Philip Manshaus appeared at a court west of Norway’s capital and denied charges of murder and terrorism read to him by a prosecutor, the Norwegian news agency NTB said.
Manshaus has acknowledged the facts but denies the accusation, saying he opposes non-Western immigration.
Broadcaster NRK said that during his testimony Manshaus claimed the white race “will end up as a minority in their own home countries” and criticised those who “blackmail national socialism”.
The prosecution says Manshaus, 22, killed his 17-year-old stepsister, Johanne Zhangjia Ihle-Hansen, by shooting her three times in the head and once in the chest with a hunting rifle at their home in the Oslo suburb of Baerum.

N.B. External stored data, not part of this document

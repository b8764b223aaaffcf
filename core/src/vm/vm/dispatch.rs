use std::sync::Arc;

use anyhow::Result;

use crate::error::{ErrorKind, VmError, annotate, err, eval_err, relocate, type_err};
use crate::token::Position;
use crate::val::{
    BoundMethod, Container, FunctionValue, MapValue, PartialValue, SetValue, Val, find_method_for_val,
};
use crate::vm::{Constant, Op, VmContext};

use super::VirtualMachine;
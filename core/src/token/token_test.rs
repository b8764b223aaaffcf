use crate::token::{Position, TemplatePart, Token, Tokenizer};

fn id(s: &str) -> Token {
    Token::Ident(s.to_string())
}

#[test]
fn basic() {
    let t1 = Tokenizer::tokenize(r#"1.3+*/ % ==  "str1" 'str2' true false nil "#);
    let e1 = vec![
        Token::Float(1.3),
        Token::Add,
        Token::Mul,
        Token::Div,
        Token::Mod,
        Token::Eq,
        Token::Str("str1".to_string()),
        Token::Str("str2".to_string()),
        Token::Bool(true),
        Token::Bool(false),
        Token::Nil,
        Token::Semicolon,
    ];
    assert_eq!(t1.unwrap(), e1);
}

#[test]
fn test_compound_assignment_tokens() {
    let tokens = Tokenizer::tokenize("+= -= *= /=").unwrap();
    assert_eq!(
        tokens,
        vec![Token::AddAssign, Token::SubAssign, Token::MulAssign, Token::DivAssign]
    );
}

#[test]
fn test_multi_char_operators() {
    let tokens = Tokenizer::tokenize("x := a ** 2 << 1 >> 3 <- ch").unwrap();
    assert_eq!(
        tokens,
        vec![
            id("x"),
            Token::Declare,
            id("a"),
            Token::Pow,
            Token::Int(2),
            Token::Shl,
            Token::Int(1),
            Token::Shr,
            Token::Int(3),
            Token::Arrow,
            id("ch"),
            Token::Semicolon,
        ]
    );
}

#[test]
fn test_newline_inserts_semicolon() {
    let tokens = Tokenizer::tokenize("x := 1\ny := 2\n").unwrap();
    assert_eq!(
        tokens,
        vec![
            id("x"),
            Token::Declare,
            Token::Int(1),
            Token::Semicolon,
            id("y"),
            Token::Declare,
            Token::Int(2),
            Token::Semicolon,
        ]
    );
}

#[test]
fn test_no_semicolon_inside_brackets() {
    let tokens = Tokenizer::tokenize("[1,\n2\n]").unwrap();
    assert_eq!(
        tokens,
        vec![
            Token::LBracket,
            Token::Int(1),
            Token::Comma,
            Token::Int(2),
            Token::RBracket,
            Token::Semicolon,
        ]
    );
}

#[test]
fn test_no_semicolon_after_operator() {
    let tokens = Tokenizer::tokenize("1 +\n2").unwrap();
    assert_eq!(tokens, vec![Token::Int(1), Token::Add, Token::Int(2), Token::Semicolon]);
}

#[test]
fn test_semicolon_before_closing_brace() {
    let tokens = Tokenizer::tokenize("{ x }").unwrap();
    assert_eq!(
        tokens,
        vec![Token::LBrace, id("x"), Token::Semicolon, Token::RBrace, Token::Semicolon]
    );
}

#[test]
fn test_keywords() {
    let tokens = Tokenizer::tokenize("func return if else for range break continue").unwrap();
    assert_eq!(
        tokens,
        vec![
            Token::Func,
            Token::Return,
            Token::If,
            Token::Else,
            Token::For,
            Token::Range,
            Token::Break,
            Token::Continue,
            Token::Semicolon,
        ]
    );
    let tokens = Tokenizer::tokenize("switch case default import from as go defer in not const var").unwrap();
    assert_eq!(tokens.len(), 12);
    assert_eq!(tokens[0], Token::Switch);
    assert_eq!(tokens[9], Token::NotKw);
}

#[test]
fn test_comments() {
    let src = "x // trailing\n# hash comment\n/* block\n comment */ y";
    let tokens = Tokenizer::tokenize(src).unwrap();
    assert_eq!(tokens, vec![id("x"), Token::Semicolon, id("y"), Token::Semicolon]);
}

#[test]
fn test_numbers() {
    let tokens = Tokenizer::tokenize("0xff 1_000 2.5e3 7").unwrap();
    assert_eq!(
        tokens,
        vec![
            Token::Int(255),
            Token::Int(1000),
            Token::Float(2500.0),
            Token::Int(7),
            Token::Semicolon,
        ]
    );
}

#[test]
fn test_string_escapes() {
    let tokens = Tokenizer::tokenize(r#""a\tb\n\"q\"""#).unwrap();
    assert_eq!(tokens[0], Token::Str("a\tb\n\"q\"".to_string()));
}

#[test]
fn test_unterminated_string() {
    let err = Tokenizer::tokenize("x := \"abc").unwrap_err();
    assert!(err.message.contains("unterminated string"));
    assert_eq!(err.position(), Some(Position::new(1, 6, 5)));
}

#[test]
fn test_template_parts() {
    let tokens = Tokenizer::tokenize("`hi {name}!`").unwrap();
    match &tokens[0] {
        Token::Template(parts) => {
            assert_eq!(parts.len(), 3);
            assert_eq!(parts[0], TemplatePart::Text("hi ".to_string()));
            match &parts[1] {
                TemplatePart::Expr(src, pos) => {
                    assert_eq!(src, "name");
                    assert_eq!(pos.column, 6);
                }
                other => panic!("expected expr part, got {other:?}"),
            }
            assert_eq!(parts[2], TemplatePart::Text("!".to_string()));
        }
        other => panic!("expected template, got {other:?}"),
    }
}

#[test]
fn test_spans_track_lines() {
    let (tokens, spans) = Tokenizer::tokenize_with_spans("a\n  bb").unwrap();
    assert_eq!(tokens.len(), spans.len());
    assert_eq!(spans[0].start, Position::new(1, 1, 0));
    // tokens: a ; bb ;
    assert_eq!(spans[2].start, Position::new(2, 3, 4));
    assert_eq!(spans[2].end, Position::new(2, 5, 6));
}

#[test]
fn test_unexpected_character() {
    let err = Tokenizer::tokenize("x := @").unwrap_err();
    assert!(err.message.contains("unexpected character"));
    assert_eq!(err.position().map(|p| p.column), Some(6));
}
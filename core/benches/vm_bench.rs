use std::hint::black_box;
use std::sync::Arc;

use brook_core::val::Val;
use brook_core::vm::{Code, VirtualMachine, VmOptions, compile_source};
use criterion::{Criterion, criterion_group, criterion_main};

const FIB: &str = "
func fib(n) {
  if n < 2 { return n }
  return fib(n - 1) + fib(n - 2)
}
fib(20)
";

const LOOP: &str = "
total := 0
for i := 0; i < 10000; i++ { total += i % 7 }
total
";

const CLOSURES: &str = "
func counter() {
  n := 0
  return func() { n++\n n }
}
c := counter()
for range 5000 { c() }
c()
";

const CONTAINERS: &str = "
xs := []
for i := range 2000 { xs.append(i) }
m := {}
for i, x := range xs { m[`k{i}`] = x * 2 }
sum := 0
for _, v := range m { sum += v }
sum
";

fn compiled(src: &str) -> Arc<Code> {
    compile_source(src, "bench", &[]).unwrap()
}

fn run(code: &Arc<Code>) -> Val {
    let mut vm = VirtualMachine::new(code.clone(), VmOptions::new());
    vm.run().unwrap();
    vm.tos().unwrap_or_default()
}

fn vm_bench(c: &mut Criterion) {
    for (name, src) in [
        ("vm_fib_20", FIB),
        ("vm_for_loop_10k", LOOP),
        ("vm_closure_calls_5k", CLOSURES),
        ("vm_list_map_2k", CONTAINERS),
    ] {
        let code = compiled(src);
        c.bench_function(name, |b| b.iter(|| black_box(run(&code))));
    }

    c.bench_function("compile_fib", |b| b.iter(|| black_box(compiled(FIB))));
}

fn host_call_bench(c: &mut Criterion) {
    let code = compiled("func add(a, b) { a + b }");
    let mut vm = VirtualMachine::new(code, VmOptions::new());
    vm.run().unwrap();
    let add = vm.get("add").unwrap();
    c.bench_function("host_call_add", |b| {
        b.iter(|| black_box(vm.call(&add, &[Val::Int(1), Val::Int(2)]).unwrap()))
    });
}

criterion_group!(benches, vm_bench, host_call_bench);
criterion_main!(benches);
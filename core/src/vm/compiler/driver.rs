use std::sync::Arc;

use anyhow::Result;

use crate::ast::{Expr, ExprKind, FuncLit, Program, Stmt, StmtKind, parse_program};
use crate::error::VmError;
use crate::op::UnaryOp;
use crate::token::Position;
use crate::vm::{Code, Constant, FunctionTemplate, Op};

use super::builder::FunctionBuilder;
use super::compile_err;
use super::symbols::{Capture, Scope, Symbol, SymbolTable};

/// Lowers programs into code units. One compiler owns one main unit; calling
/// [`Compiler::compile`] again appends to it, keeping every global declared so
/// far at the same index.
pub struct Compiler {
    pub(super) symbols: SymbolTable,
    main: FunctionBuilder,
    nested: Vec<FunctionBuilder>,
}

impl Compiler {
    pub fn new<I, S>(global_names: I) -> Self
    where
        I: IntoIterator<Item = S>,
        S: Into<Arc<str>>,
    {
        Self::with_name("main", global_names)
    }

    pub fn with_name<I, S>(name: &str, global_names: I) -> Self
    where
        I: IntoIterator<Item = S>,
        S: Into<Arc<str>>,
    {
        Self {
            symbols: SymbolTable::new(global_names),
            main: FunctionBuilder::new(name),
            nested: Vec::new(),
        }
    }

    /// Global layout of the main unit so far.
    pub fn global_names(&self) -> &[Arc<str>] {
        self.symbols.global_names()
    }

    /// Compile `program` onto the end of the main unit and return the whole
    /// unit. The new statements start right after the previous `Halt`. On
    /// failure the compiler is left as it was before the call.
    pub fn compile(&mut self, program: &Program) -> Result<Arc<Code>> {
        let saved_code = self.main.code.clone();
        let saved_symbols = self.symbols.clone();
        match self.compile_main(program) {
            Ok(()) => Ok(Arc::new(self.main.code.clone())),
            Err(e) => {
                self.main.code = saved_code;
                self.main.loops.clear();
                self.nested.clear();
                self.symbols = saved_symbols;
                Err(e)
            }
        }
    }

    fn compile_main(&mut self, program: &Program) -> Result<()> {
        self.stmts_value(&program.stmts)?;
        self.emit(Op::Halt);
        self.main.code.locals_count = self.symbols.locals_count();
        self.main.code.global_names = self.symbols.global_names().to_vec();
        tracing::trace!(
            unit = %self.main.code.name,
            instructions = self.main.len(),
            globals = self.main.code.global_names.len(),
            "compiled program"
        );
        Ok(())
    }

    #[inline]
    pub(super) fn b(&mut self) -> &mut FunctionBuilder {
        match self.nested.last_mut() {
            Some(b) => b,
            None => &mut self.main,
        }
    }

    #[inline]
    pub(super) fn emit(&mut self, op: Op) -> usize {
        self.b().emit(op)
    }

    pub(super) fn set_pos(&mut self, pos: Position) {
        if pos.is_known() {
            self.b().pos = pos;
        }
    }

    pub(super) fn load_symbol(&mut self, symbol: Symbol) {
        let op = match symbol.scope {
            Scope::Global => Op::LoadGlobal(symbol.index),
            Scope::Local => Op::LoadFast(symbol.index),
            Scope::Free => Op::LoadFree(symbol.index),
        };
        self.emit(op);
    }

    pub(super) fn store_symbol(&mut self, symbol: Symbol) {
        let op = match symbol.scope {
            Scope::Global => Op::StoreGlobal(symbol.index),
            Scope::Local => Op::StoreFast(symbol.index),
            Scope::Free => Op::StoreFree(symbol.index),
        };
        self.emit(op);
    }

    pub(super) fn resolve(&mut self, name: &str, pos: Position) -> Result<Symbol> {
        self.symbols
            .resolve(name)
            .ok_or_else(|| compile_err(pos, format!("undefined variable \"{name}\"")))
    }

    pub(super) fn resolve_assignable(&mut self, name: &str, pos: Position) -> Result<Symbol> {
        let symbol = self.resolve(name, pos)?;
        if symbol.is_const {
            return Err(compile_err(pos, format!("cannot assign to constant \"{name}\"")));
        }
        Ok(symbol)
    }

    pub(super) fn declare(&mut self, name: &str, is_const: bool, pos: Position) -> Result<Symbol> {
        self.symbols
            .declare(name, is_const)
            .ok_or_else(|| compile_err(pos, format!("cannot redeclare constant \"{name}\"")))
    }

    /// Compile statements leaving exactly one value: the last expression
    /// statement's value, or nil.
    pub(super) fn stmts_value(&mut self, stmts: &[Stmt]) -> Result<()> {
        match stmts.split_last() {
            Some((last, init)) => {
                for stmt in init {
                    self.stmt(stmt)?;
                }
                match &last.kind {
                    StmtKind::Expr(e) => {
                        self.set_pos(last.pos);
                        self.expr(e)?;
                    }
                    _ => {
                        self.stmt(last)?;
                        self.emit(Op::Nil);
                    }
                }
            }
            None => {
                self.emit(Op::Nil);
            }
        }
        Ok(())
    }

    /// Compile a function literal and push the resulting function value.
    pub(super) fn func(&mut self, lit: &FuncLit, pos: Position) -> Result<()> {
        if lit.params.len() > u8::MAX as usize {
            return Err(compile_err(pos, "function exceeded parameter limit of 255"));
        }
        let mut defaults = Vec::with_capacity(lit.params.len());
        for param in &lit.params {
            let default = param.default.as_ref().map(literal_constant).transpose()?;
            if default.is_none() && defaults.iter().any(Option::is_some) {
                return Err(compile_err(
                    pos,
                    format!("parameter \"{}\" without a default follows one with a default", param.name),
                ));
            }
            defaults.push(default);
        }

        let unit_name = lit.name.as_deref().unwrap_or("<anonymous>");
        self.symbols.push_func();
        self.nested.push(FunctionBuilder::new(unit_name));
        self.set_pos(pos);
        for param in &lit.params {
            self.symbols.declare_local(&param.name, false);
        }
        if let Some(name) = &lit.name {
            self.symbols.declare_local(name, true);
        }
        let body = self.stmts_value(&lit.body.stmts);
        if body.is_ok() && !self.b().ends_with_return() {
            self.emit(Op::ReturnValue);
        }
        let layout = self.symbols.pop_func();
        let builder = self.nested.pop();
        body?;
        let Some(mut builder) = builder else {
            return Err(compile_err(pos, "function builder stack underflow"));
        };
        builder.code.locals_count = layout.locals_count;
        builder.code.is_named = lit.name.is_some();

        let template = FunctionTemplate {
            name: lit.name.as_deref().map(Arc::from),
            params: lit.params.iter().map(|p| Arc::from(p.name.as_str())).collect(),
            defaults,
            free_count: layout.captures.len(),
            code: Arc::new(builder.code),
        };
        let idx = self.b().constant(Constant::Function(Arc::new(template)))?;
        if layout.captures.is_empty() {
            self.emit(Op::LoadConst(idx));
            return Ok(());
        }
        for capture in &layout.captures {
            match *capture {
                Capture::Local(i) => self.emit(Op::MakeCell(i)),
                Capture::Free(i) => self.emit(Op::CaptureFree(i)),
            };
        }
        self.emit(Op::LoadClosure {
            func: idx,
            free: layout.captures.len() as u16,
        });
        Ok(())
    }
}

/// Parameter defaults are restricted to literals and stored as constants.
fn literal_constant(expr: &Expr) -> Result<Constant> {
    let c = match &expr.kind {
        ExprKind::Nil => Constant::Nil,
        ExprKind::Bool(b) => Constant::Bool(*b),
        ExprKind::Int(i) => Constant::Int(*i),
        ExprKind::Float(f) => Constant::Float(*f),
        ExprKind::Str(s) => Constant::Str(Arc::from(s.as_str())),
        ExprKind::List(items) => Constant::List(items.iter().map(literal_constant).collect::<Result<_>>()?),
        ExprKind::Set(items) => Constant::Set(items.iter().map(literal_constant).collect::<Result<_>>()?),
        ExprKind::Map(entries) => {
            let mut pairs = Vec::with_capacity(entries.len());
            for (k, v) in entries {
                let ExprKind::Str(key) = &k.kind else {
                    return Err(compile_err(k.pos, format!("map key must be a string literal (got {k})")));
                };
                pairs.push((Arc::from(key.as_str()), literal_constant(v)?));
            }
            Constant::Map(pairs)
        }
        ExprKind::Unary { op: UnaryOp::Neg, operand } => match operand.kind {
            ExprKind::Int(i) => Constant::Int(i.wrapping_neg()),
            ExprKind::Float(f) => Constant::Float(-f),
            _ => return Err(compile_err(expr.pos, format!("unsupported default value (got {expr})"))),
        },
        _ => return Err(compile_err(expr.pos, format!("unsupported default value (got {expr})"))),
    };
    Ok(c)
}

/// Compile a whole program against a fixed set of host global names.
pub fn compile(program: &Program, global_names: &[Arc<str>]) -> Result<Arc<Code>> {
    Compiler::new(global_names.iter().cloned()).compile(program)
}

/// Parse and compile `source` as a unit called `name`.
pub fn compile_source(source: &str, name: &str, global_names: &[Arc<str>]) -> Result<Arc<Code>> {
    let program = parse_program(source).map_err(|e| anyhow::Error::new(VmError::from(e)))?;
    Compiler::with_name(name, global_names.iter().cloned()).compile(&program)
}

Shortly after that, prosecutors say Manshaus drove to a nearby mosque where three men were preparing for Eid al-Adha celebrations. He wore a helmet with a video camera attached and a bulletproof vest.
They say Manshaus was armed with a hunting rifle and a shotgun and fired four shots with the rifle at a glass door before he was overpowered by one of the men in the mosque, Muhammad Rafiq.
During the scuffle, two more shots were fired but no one was hit. Mr Rafiq was slightly injured in the struggle.
The prosecution says Manshaus acted “with the intention to kill as many Muslims as possible”.
Some 30 witness, including the men at the mosque and Manshaus’s father, are expected to give evidence.
If found guilty, Manshaus could face up to 21 years in prison. Prosecutors have said they would consider a sentence where he would be sent to a secure mental facility for as long as he is considered a danger to others.
Norwegian media have reported that Manshaus was inspired by shootings in March 2019 in New Zealand, where a gunman targeted two mosques, killing 51 people, and in August 2019 in El Paso, Texas, where an assailant targeted Hispanics and left at least 22 dead.
Norway’s domestic security agency PST said it had a “vague” tip about Manshaus a year before the shooting but it was not enough to act on because they had no information about any “concrete plans” of attack.